I reached the door and tried to stall walking inside since the knot in my throat didn't want to go away and since I know that once again, nothing unique will take place. I will not talk and she will not make me, even if she uses violent materials. All sort of images pops in my mind when I think that way, like maybe being electrified, being tortured to death, I even considered her strangling me, and those images immediately disappeared when the doctor opened the door to greet me

"Hello Niala I've been waiting for you what took you so long?" she asked, and as usual I didn't respond.

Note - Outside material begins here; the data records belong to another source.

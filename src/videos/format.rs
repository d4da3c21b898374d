//! Formatting of raw search items into served videos.

use crate::models::VideoSummary;
use crate::upstream::{SearchItem, Snippet};

/// Keeps genuine video entries and formats them, preserving order.
pub fn format_videos(items: Vec<SearchItem>) -> Vec<VideoSummary> {
    items.into_iter().filter_map(to_summary).collect()
}

/// Formats one item, None for anything that is not a video.
pub fn to_summary(item: SearchItem) -> Option<VideoSummary> {
    if !item.is_video() {
        return None;
    }
    let id = item.id.video_id?;
    let snippet = item.snippet.unwrap_or_default();

    Some(VideoSummary {
        id,
        thumbnail_url: thumbnail_url(&snippet),
        title: snippet.title,
        description: snippet.description,
        published_at: snippet.published_at,
    })
}

/// High resolution thumbnail, then default, then empty.
pub fn thumbnail_url(snippet: &Snippet) -> String {
    let thumbnails = &snippet.thumbnails;
    [&thumbnails.high, &thumbnails.default]
        .into_iter()
        .find_map(|thumb| thumb.as_ref().and_then(|t| t.url.clone()))
        .unwrap_or_default()
}
//! Cache Statistics Module
//!
//! Tracks cache hits, misses, and TTL expirations.

use serde::Serialize;

// == Cache Stats ==
/// Tracks cache performance metrics.
#[derive(Debug, Clone, Default, Serialize)]
pub struct CacheStats {
    /// Lookups answered from a live entry
    pub hits: u64,
    /// Lookups that found nothing usable (absent or expired)
    pub misses: u64,
    /// Entries dropped because their TTL elapsed, on read or by the sweep
    pub expirations: u64,
    /// Current number of entries in the cache
    pub total_entries: usize,
}

impl CacheStats {
    /// Creates a new CacheStats with all counters at zero.
    pub fn new() -> Self {
        Self::default()
    }

    // == Hit Rate ==
    /// Returns hits / (hits + misses), or 0.0 if no lookups have been made.
    pub fn hit_rate(&self) -> f64 {
        let total = self.hits + self.misses;
        if total == 0 {
            0.0
        } else {
            self.hits as f64 / total as f64
        }
    }

    pub fn record_hit(&mut self) {
        self.hits += 1;
    }

    pub fn record_miss(&mut self) {
        self.misses += 1;
    }

    pub fn record_expirations(&mut self, count: usize) {
        self.expirations += count as u64;
    }

    pub fn set_total_entries(&mut self, count: usize) {
        self.total_entries = count;
    }
}
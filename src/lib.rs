//! Video Proxy - Channel video listing proxy
//!
//! Pages through an upstream search endpoint, keeps only genuine videos,
//! and caches each channel's listing for a fixed TTL.

pub mod api;
pub mod cache;
pub mod config;
pub mod error;
pub mod models;
pub mod tasks;
pub mod upstream;
pub mod videos;

pub use api::AppState;
pub use config::Config;
pub use error::{ProxyError, Result};
pub use tasks::spawn_cleanup_task;
pub use videos::VideoAggregator;
//! Request and Response models for the video proxy API
//!
//! This module defines the DTOs (Data Transfer Objects) used for
//! serializing/deserializing HTTP request and response bodies.

pub mod requests;
pub mod responses;
pub mod video;

// Re-export commonly used types
pub use requests::VideosQuery;
pub use responses::{ErrorResponse, HealthResponse, StatsResponse};
pub use video::{VideoListing, VideoSummary};
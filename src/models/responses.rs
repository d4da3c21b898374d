//! Response DTOs for the video proxy API
//!
//! Defines the structure of outgoing HTTP response bodies.

use serde::Serialize;

use crate::cache::CacheStats;

/// Response body for the stats endpoint (GET /stats)
#[derive(Debug, Clone, Serialize)]
pub struct StatsResponse {
    /// Number of cache hits
    pub hits: u64,
    /// Number of cache misses
    pub misses: u64,
    /// Number of entries dropped because their TTL elapsed
    pub expirations: u64,
    /// Current number of entries in cache
    pub total_entries: usize,
    /// Hit rate (hits / (hits + misses))
    pub hit_rate: f64,
}

impl From<CacheStats> for StatsResponse {
    fn from(stats: CacheStats) -> Self {
        Self {
            hits: stats.hits,
            misses: stats.misses,
            expirations: stats.expirations,
            total_entries: stats.total_entries,
            hit_rate: stats.hit_rate(),
        }
    }
}

/// Response body for the health endpoint (GET /health)
#[derive(Debug, Clone, Serialize)]
pub struct HealthResponse {
    /// Health status (e.g., "healthy")
    pub status: String,
    /// Current timestamp in ISO 8601 format
    pub timestamp: String,
}

impl HealthResponse {
    /// Creates a new HealthResponse with current timestamp
    pub fn healthy() -> Self {
        Self {
            status: "healthy".to_string(),
            timestamp: chrono::Utc::now().to_rfc3339(),
        }
    }
}

/// Error response body for all error conditions
#[derive(Debug, Clone, Serialize)]
pub struct ErrorResponse {
    /// Error message describing what went wrong
    pub error: String,
}

impl ErrorResponse {
    /// Creates a new ErrorResponse
    pub fn new(error: impl Into<String>) -> Self {
        Self {
            error: error.into(),
        }
    }
}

"Sit down." she said as she motioned me to that chair again. Currently my dearest relationships are with this chair and the floor back in my room; we share one hell of a physical relation. I sat down and stared at the ceiling wondering when this will be over. The doctor started taking notes, if anyone ever asked me what my dying wish will be. My answer would be to tear that journal in her hands apart. I know she must be taking notes about my body language and my gestures but the thing is I'm actually doing nothing to get her to take notes. I basically hate this woman, no not really but I tend to dislike her. After this silent session was over it was dinner time and I welcomed another hour of that awkward silence with another table and some guy called Nickolas who sits next to me. Something about Nickolas: he doesn't utter a word. Not that I blame him. I'm guessing everyone in this place don't speak much. Another thing about Nickolas, he doesn't eat much either and he usually offers his lunch, dinner and breakfast to me using some special gestures we attained after sharing a few silent conversations. Who knew people can somehow communicate without words. In real life I'd shrug on that but since I'm stuck in my mind I would probably hand the idea to my brain, let it analyze it then completely forget about it.

Few more things about being stuck in your mind, you tend to realize how dark and creepy this place might be, and how terrible your silence might force it to be the last place you seek for refuge from everything. Even though it's publicly known that your loneliness can sometimes be your best companion. But you can't blame anyone for trusting their minds, their own lies, their own fantasies and dreams which may or may not come true. So obviously they are all lies.

Believing your mind is the biggest lie humanity will never regret.